Egypt: NGO enhancing skills and mobility of physically challenged persons
The initiative is being implemented by Helm, which started out as a club at the American University in Cairo.
The group builds ramps and trains disabled people in an attempt to help them have greater access.
Six governorates in Egypt have since September 2014 been training some visually impaired persons in a bid to make them employable. The project is being jointly undertaken by the United Nations Development Programme (UNDP), the International Labor Organization (ILO) and the Ministry of Communication and Information Technology.
“The idea of accessibility is one that a lot of people think is just about ramps, that we can just build a ramp and resolve the problem of all the disabled people in Egypt. But that is not true, because accessibility as we define it, is any obstacle a person faces in their daily lives, and this obstacle is not in the person himself, it is in the environment around them,” Ramez Maher, Co-founder of Helm said.
The project trains employers and co-workers on how to handle people with different disabilities.
“The society itself needs to be prepared more than the blind or the disabled.

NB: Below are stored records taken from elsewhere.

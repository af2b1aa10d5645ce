//! MAC-integrated MDIO (PHYCR / PHYDATA)
//!
//! Used by the Faraday IP and the AST2400/AST2500. Each transaction writes a
//! command into PHYCR and waits for the hardware to clear the command bit.

use super::regs::{
    phycr_mdc_cycthr, phycr_phyad, phycr_regad, phydata_miirdata, phydata_miiwdata, MDC_CYCTHR,
    PHYCR, PHYCR_MIIRD, PHYCR_MIIWR, PHYDATA,
};
use crate::drivers::mmio::RegisterBus;
use crate::drivers::net::mdio::{wait_mdio, MdioBus};
use crate::drivers::net::netdev::NetError;
use crate::time::Clock;

pub struct FaradayMdio<P> {
    mac: P,
}

impl<P: RegisterBus + Clock> FaradayMdio<P> {
    /// `mac` is the MAC's own register block.
    pub fn new(mac: P) -> Self {
        Self { mac }
    }

    fn command(phy: u8, reg: u8, op: u32) -> u32 {
        phycr_mdc_cycthr(MDC_CYCTHR) | phycr_phyad(phy as u32) | phycr_regad(reg as u32) | op
    }
}

impl<P: RegisterBus + Clock> MdioBus for FaradayMdio<P> {
    fn read(&self, phy: u8, reg: u8) -> Result<u16, NetError> {
        self.mac.write32(PHYCR, Self::command(phy, reg, PHYCR_MIIRD));
        wait_mdio(&self.mac, "read", phy, reg, || {
            self.mac.read32(PHYCR) & PHYCR_MIIRD == 0
        })?;

        Ok(phydata_miirdata(self.mac.read32(PHYDATA)) as u16)
    }

    fn write(&self, phy: u8, reg: u8, value: u16) -> Result<(), NetError> {
        self.mac.write32(PHYDATA, phydata_miiwdata(value as u32));
        self.mac.write32(PHYCR, Self::command(phy, reg, PHYCR_MIIWR));
        wait_mdio(&self.mac, "write", phy, reg, || {
            self.mac.read32(PHYCR) & PHYCR_MIIWR == 0
        })
    }
}
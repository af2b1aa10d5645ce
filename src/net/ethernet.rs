//! Ethernet station addresses
//!
//! Boot environments get their MAC from the device tree, an environment
//! variable (`ethaddr=02:00:5e:10:20:30`) or board EEPROM. [`MacAddress`]
//! parses and validates all of those the same way.

use core::fmt;
use core::str::FromStr;

/// 48-bit MAC address
///
/// Displayed as `XX:XX:XX:XX:XX:XX`.
#[derive(Copy, Clone, Debug, PartialEq, Eq, Hash)]
pub struct MacAddress(pub [u8; 6]);

impl MacAddress {
    pub const fn new(bytes: [u8; 6]) -> Self {
        Self(bytes)
    }

    pub const fn broadcast() -> Self {
        Self([0xFF; 6])
    }

    pub const fn zero() -> Self {
        Self([0x00; 6])
    }

    pub fn is_broadcast(&self) -> bool {
        self.0 == [0xFF; 6]
    }

    /// Group bit (bit 0 of the first octet)
    pub fn is_multicast(&self) -> bool {
        (self.0[0] & 0x01) != 0
    }

    pub fn is_unicast(&self) -> bool {
        !self.is_multicast()
    }

    pub fn is_zero(&self) -> bool {
        self.0 == [0x00; 6]
    }

    /// Locally administered bit (bit 1 of the first octet)
    pub fn is_local(&self) -> bool {
        (self.0[0] & 0x02) != 0
    }

    /// Usable as a station address: unicast and not all zeros.
    pub fn is_valid(&self) -> bool {
        self.is_unicast() && !self.is_zero()
    }

    pub const fn as_bytes(&self) -> &[u8; 6] {
        &self.0
    }
}

impl From<[u8; 6]> for MacAddress {
    fn from(bytes: [u8; 6]) -> Self {
        Self(bytes)
    }
}

#[derive(Debug, Clone, Copy, PartialEq, Eq)]
pub struct ParseMacError;

impl fmt::Display for ParseMacError {
    fn fmt(&self, f: &mut fmt::Formatter<'_>) -> fmt::Result {
        write!(f, "invalid MAC address")
    }
}

/// Six hex octets separated by `:` or `-`.
impl FromStr for MacAddress {
    type Err = ParseMacError;

    fn from_str(s: &str) -> Result<Self, Self::Err> {
        let mut bytes = [0u8; 6];
        let mut parts = s.split([':', '-']);

        for byte in bytes.iter_mut() {
            let part = parts.next().ok_or(ParseMacError)?;
            if part.is_empty() || part.len() > 2 {
                return Err(ParseMacError);
            }
            *byte = u8::from_str_radix(part, 16).map_err(|_| ParseMacError)?;
        }

        if parts.next().is_some() {
            return Err(ParseMacError);
        }
        Ok(Self(bytes))
    }
}

impl fmt::Display for MacAddress {
    fn fmt(&self, f: &mut fmt::Formatter<'_>) -> fmt::Result {
        write!(
            f,
            "{:02X}:{:02X}:{:02X}:{:02X}:{:02X}:{:02X}",
            self.0[0], self.0[1], self.0[2], self.0[3], self.0[4], self.0[5]
        )
    }
}

#[cfg(test)]
mod tests {
    use super::*;
    use alloc::string::ToString;

    #[test]
    fn test_mac_address_classes() {
        assert!(MacAddress::broadcast().is_broadcast());
        assert!(MacAddress::broadcast().is_multicast());
        assert!(MacAddress::zero().is_zero());
        assert!(!MacAddress::zero().is_valid());

        let mac = MacAddress::new([0x02, 0x00, 0x5E, 0x10, 0x20, 0x30]);
        assert!(mac.is_unicast());
        assert!(mac.is_local());
        assert!(mac.is_valid());

        let multicast = MacAddress::new([0x01, 0x00, 0x5E, 0x00, 0x00, 0x01]);
        assert!(!multicast.is_valid());
    }

    #[test]
    fn test_mac_address_display() {
        let mac = MacAddress::new([0xB8, 0x27, 0xEB, 0x12, 0x34, 0x56]);
        assert_eq!(mac.to_string(), "B8:27:EB:12:34:56");
    }

    #[test]
    fn test_mac_address_from_str() {
        let expected = MacAddress::new([0x02, 0x00, 0x5E, 0x10, 0x20, 0x30]);
        assert_eq!("02:00:5e:10:20:30".parse(), Ok(expected));
        assert_eq!("02-00-5E-10-20-30".parse(), Ok(expected));
        assert_eq!("2:0:5e:10:20:30".parse(), Ok(expected));

        assert_eq!("02:00:5e:10:20".parse::<MacAddress>(), Err(ParseMacError));
        assert_eq!("02:00:5e:10:20:30:40".parse::<MacAddress>(), Err(ParseMacError));
        assert_eq!("02:00:5e:10:20:3g".parse::<MacAddress>(), Err(ParseMacError));
        assert_eq!("02::5e:10:20:30".parse::<MacAddress>(), Err(ParseMacError));
        assert_eq!("002:00:5e:10:20:30".parse::<MacAddress>(), Err(ParseMacError));
    }
}
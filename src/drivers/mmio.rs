//! Register access
//!
//! Drivers talk to their register blocks through [`RegisterBus`] so the same
//! driver logic runs on hardware ([`Mmio`]) and against a simulated device.

use volatile::Volatile;

/// 32-bit register access by byte offset from a block's base.
pub trait RegisterBus {
    fn read32(&self, offset: usize) -> u32;

    fn write32(&self, offset: usize, value: u32);

    /// Read-modify-write.
    fn modify32<F: FnOnce(u32) -> u32>(&self, offset: usize, f: F)
    where
        Self: Sized,
    {
        let value = self.read32(offset);
        self.write32(offset, f(value));
    }

    fn set_bits32(&self, offset: usize, bits: u32)
    where
        Self: Sized,
    {
        self.modify32(offset, |v| v | bits);
    }
}

impl<R: RegisterBus + ?Sized> RegisterBus for &R {
    fn read32(&self, offset: usize) -> u32 {
        (**self).read32(offset)
    }

    fn write32(&self, offset: usize, value: u32) {
        (**self).write32(offset, value)
    }
}

/// Memory-mapped register block.
#[derive(Debug, Clone, Copy)]
pub struct Mmio {
    base: usize,
}

impl Mmio {
    /// # Safety
    ///
    /// `base` must be the (identity- or device-mapped) address of a register
    /// block large enough for every offset the driver uses, and nothing else
    /// may treat that range as ordinary memory.
    pub const unsafe fn new(base: usize) -> Self {
        Self { base }
    }

    pub fn base(&self) -> usize {
        self.base
    }
}

impl RegisterBus for Mmio {
    #[inline]
    fn read32(&self, offset: usize) -> u32 {
        // SAFETY: base is a valid register block (see Mmio::new) and all
        // driver offsets are 4-byte aligned.
        unsafe {
            let reg = (self.base + offset) as *const Volatile<u32>;
            (*reg).read()
        }
    }

    #[inline]
    fn write32(&self, offset: usize, value: u32) {
        // Descriptor and buffer writes must reach memory before the device
        // can be told about them through a register.
        core::sync::atomic::fence(core::sync::atomic::Ordering::SeqCst);
        // SAFETY: as in read32.
        unsafe {
            let reg = (self.base + offset) as *mut Volatile<u32>;
            (*reg).write(value);
        }
    }
}

#[cfg(test)]
mod tests {
    use super::*;
    use std::boxed::Box;

    #[test]
    fn test_mmio_reads_and_writes_block() {
        let mut block = Box::new([0u32; 8]);
        let mmio = unsafe { Mmio::new(block.as_mut_ptr() as usize) };

        mmio.write32(0x08, 0xDEAD_BEEF);
        mmio.set_bits32(0x0C, 0x10);
        mmio.modify32(0x08, |v| v & 0xFFFF);

        assert_eq!(mmio.read32(0x08), 0xBEEF);
        assert_eq!(mmio.read32(0x0C), 0x10);
        assert_eq!(block[2], 0xBEEF);
    }
}
//! Time base and bounded polling
//!
//! Every wait in the driver - MAC reset, MDIO transactions, TX completion,
//! PHY autonegotiation - is a "poll until the predicate holds or the bound
//! expires" loop. [`poll_timeout`] is the one implementation of that loop.
//!
//! ## Semantics
//!
//! The probe runs first, then the elapsed time is checked, then the loop
//! sleeps for `interval_us`. A wait that fails has therefore observed the
//! predicate false at or after the deadline: it never gives up early, and
//! it never overruns the bound by more than one interval.

/// Microsecond time source with busy-wait delay.
pub trait Clock {
    /// Monotonic timestamp in microseconds.
    fn now_us(&self) -> u64;

    /// Busy-wait for at least `us` microseconds.
    fn delay_us(&self, us: u64);

    /// Busy-wait for at least `ms` milliseconds.
    #[inline]
    fn delay_ms(&self, ms: u64) {
        self.delay_us(ms.saturating_mul(1000));
    }
}

impl<C: Clock + ?Sized> Clock for &C {
    fn now_us(&self) -> u64 {
        (**self).now_us()
    }

    fn delay_us(&self, us: u64) {
        (**self).delay_us(us)
    }
}

/// The bound of a [`poll_timeout`] expired before the probe succeeded.
#[derive(Debug, Clone, Copy, PartialEq, Eq)]
pub struct Timeout {
    /// Time spent polling, in microseconds.
    pub elapsed_us: u64,
}

/// Poll `probe` until it yields a value or `timeout_us` elapses.
///
/// The probe is re-run every `interval_us` microseconds.
pub fn poll_timeout<C, T, F>(
    clock: &C,
    timeout_us: u64,
    interval_us: u64,
    mut probe: F,
) -> Result<T, Timeout>
where
    C: Clock + ?Sized,
    F: FnMut() -> Option<T>,
{
    let start = clock.now_us();
    loop {
        if let Some(value) = probe() {
            return Ok(value);
        }

        let elapsed_us = clock.now_us().wrapping_sub(start);
        if elapsed_us >= timeout_us {
            return Err(Timeout { elapsed_us });
        }

        clock.delay_us(interval_us);
    }
}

The blind and disabled are people just like everybody else, but the problem is that the society itself needs to be taught how to deal with all of the different factions,” said a blind trainee, Shehab Al-Omda.
Egypt’s 2014 constitution requires the creation of a favourable environment that will allow persons with disability enjoy their rights.
“This is a clear acknowledgment, for the first time, that the state is making itself responsible to treat the disabled as citizens who are equal with everybody else and that it is right to reach everywhere and enjoy the services and its luxuries and be able to reach information,” Ashraf Marei, Secretary General of the National Council for Disability said.
The exact number of persons living with disabilities in Egypt is unknown.